I'd still like Jerry to answer the question.

[Coldcreation]

As Einstein knew, the cosmological constant is the negative pressure that one finds in the idealized dust model one uses to illustrate the behaviour of the model. The physical meaning of the pressure is the acceleration that the constant brings into effect.

Nope, that was de Sitter's empty world model not Einstein's spherical model. And even theen, what you describe came years later.

Dark energy is a term coined by the popular science press. There may be scalar or other) fields that mimic the activity of the cosmological constant and thus are better described as dark energy, but it is important to identify what truly belongs to the cosmological constant.

Well guess what, now dark energy is mainstream.

Really, though, Colddreation's anwers are entirely inconsistent, though perhaps predictable from an ATM point-of-view: In favour of the constant until its effects can be measured. Then, once the measurements can be made, opposed to the constant.

CC is consistent, across the board. Dark energy is not lambda.

What is this another 'defend dark energy thread?'

[JonClarke]

I think he was someone from outside the discipline who latched onto an idea, and came up with supporting evidence from a lot of different fields.

But he was not outside the field! In addition to being a first rate meteorologist and climatologist Wegener was also a geophysicist - he held a chair in the discipline for crying out. You can't get less periphery than that. Why is this so difficult to grasp?

Jon

[hhEb09'1]

But he was not outside the field! In addition to being a first rate meteorologist and climatologist Wegener was also a geophysicist - he held a chair in the discipline for crying out. You can't get less periphery than that. Why is this so difficult to grasp?

A meteorologist is a geophysicist, there's no "in addition to". The work he did with continental drift was outside his area of expertise, meteorology (and, astronomy, his PhD). At least, that's my understanding of it.

[Kwalish Kid]

Nope, that was de Sitter's empty world model not Einstein's spherical model. And even theen, what you describe came years later.
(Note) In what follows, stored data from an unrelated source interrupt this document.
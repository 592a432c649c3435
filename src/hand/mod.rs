//! Hand gesture pipeline: landmark types, classification, debounce and
//! per-frame orchestration.
//!
//! - `debounce`: consecutive-frame confirmation state machine
//! - `tracker`: per-frame driver over one or more debounce slots
//! - `source`: detection admission (confidence floor, hand cap)
//! - `poses`: template poses for the synthetic source

pub mod debounce;
pub mod gesture;
pub mod landmarks;
pub mod poses;
pub mod source;
pub mod tracker;

pub use debounce::{Debouncer, GestureEvent, DEFAULT_CONFIRM_FRAMES};
pub use gesture::{classify, GestureCategory, DEFAULT_CURL_MARGIN};
pub use landmarks::{HandLandmark, HandPose, Handedness, Landmark, LANDMARK_COUNT};
pub use source::SourceConfig;
pub use tracker::{FrameReport, GestureConfig, GestureTracker, HandReport, Slot, SlotPolicy};
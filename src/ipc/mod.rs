//! Line protocol: one s-expression per line in, one per line out.

pub mod dispatch;
pub mod frame;
pub mod sexp;

pub use dispatch::handle_message;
To be clear, only with a negative pressure could Einstein create his static model. But let's put the issue aside and see if Jerry would like to answer.

[Jerry]

The question that I really would want answered is whether or not Jerry would have supported the cosmological constant, say ten to twenty years ago, when the constant was not part of the mainstream.

Ten - twenty years ago I was mainstream. No, it was the COBE data reduction that didn't pass my sanity check...and the Supernova data reduction that pinned my ears back.

[Jerry]

I don't think they are scientifically sound concepts. I don't think anyone has a complete, workable model period.

What are you talking about? Black holes, dark energy and inflation have been modeled extensively by the world’s leading theoretical physicists for decades. What exactly are you bringing to the table besides saying that you don’t like them?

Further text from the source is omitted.